RE: simple case of IRIs for Components in WSDL 2.0

>I think there is a misundertanding somewhere (either me or Pat).
>Pat seems to think there is a trailing closing 
>paren without a previous matching open paren. 
>Pat wrote:
>So, a trailing close parenthesis
>without a matching open parenthesis is liable to trigger all kinds of
>lexical errors.
>That is not a problem in the XPointer framework 
>since all the parens are balanced. The WSDL URI 
>have balanced parens.

Sorry, I was being too brief. I realize the 
parens are balanced within the URI itself.
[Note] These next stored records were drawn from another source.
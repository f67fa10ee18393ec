// SPDX-License-Identifier: MIT OR Apache-2.0

#![forbid(unsafe_code)]

use crate::model::CostModel;
use pvqc_core::{QcError, ReproMode, kahan_sum};

/// Absolute-deviation segment cost around the segment median.
///
/// Robust to isolated spikes; each query is `O(m)` in the segment length.
#[derive(Clone, Copy, Debug, PartialEq, Eq)]
pub struct CostL1Median {
    pub repro_mode: ReproMode,
}

impl CostL1Median {
    pub const fn new(repro_mode: ReproMode) -> Self {
        Self { repro_mode }
    }
}

impl Default for CostL1Median {
    fn default() -> Self {
        Self::new(ReproMode::Balanced)
    }
}

#[derive(Clone, Debug, PartialEq)]
pub struct L1MedianCache {
    values: Vec<f64>,
}

fn median_in_place(values: &mut [f64]) -> f64 {
    let len = values.len();
    let mid = len / 2;
    let (lower, upper_mid, _) = values.select_nth_unstable_by(mid, f64::total_cmp);
    let upper = *upper_mid;
    if len % 2 == 1 {
        return upper;
    }
    let lower_max = lower
        .iter()
        .copied()
        .fold(f64::NEG_INFINITY, f64::max);
    0.5 * (lower_max + upper)
}

impl CostModel for CostL1Median {
    type Cache = L1MedianCache;

    fn name(&self) -> &'static str {
        "l1_median"
    }

    fn precompute(&self, values: &[f64]) -> Result<L1MedianCache, QcError> {
        self.validate(values)?;
        Ok(L1MedianCache {
            values: values.to_vec(),
        })
    }

    fn segment_cost(&self, cache: &L1MedianCache, start: usize, end: usize) -> f64 {
        assert!(
            start < end,
            "segment_cost requires start < end; got start={start}, end={end}"
        );
        assert!(
            end <= cache.values.len(),
            "segment_cost end out of bounds: end={end}, n={}",
            cache.values.len()
        );

        let mut scratch = cache.values[start..end].to_vec();
        let median = median_in_place(&mut scratch);
        let deviations = scratch
            .iter()
            .map(|value| (value - median).abs())
            .collect::<Vec<_>>();
        let total = match self.repro_mode {
            ReproMode::Strict => kahan_sum(&deviations),
            ReproMode::Balanced => deviations.iter().sum(),
        };
        total.max(0.0)
    }
}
But 
consider a parser which is trying to parse some 
notation like LISP or Common Logic Interchange 
Format, in which the parentheses are considered 
to be lexical break characters, and which 
contains embedded URIs as identifiers. Then a URI 
with an adjacent close parenthesis on the right 
will be quite common, as for example in a text 
such as

(cl:text (ex:R ex:a))

If URIs end with closing parentheses, then such a 
parser will be unable to disambiguate, say, the 
URI 'http://ex.badend/(foo)'  from the 
concatenation of the URI 'http://ex.badend/(foo' 
and the closing parenthesis ')'. In practice, 
almost certainly the latter will be what is 
parsed, since the parser will not even seek the 
URI lexical form until the parentheses have been 
detected; but again, many parsers will not detect 
the matching opening parenthesis unless it is the 
first item in a lexical group. So, to adapt the 
above example,

(cl:text (ex:R ex:badend(foo)))

would parse as

<(> <cl:text> <(> <ex:R> <ex:badend(foo> <)> <)> <)>

with a non-matching <close> as the last lexical item.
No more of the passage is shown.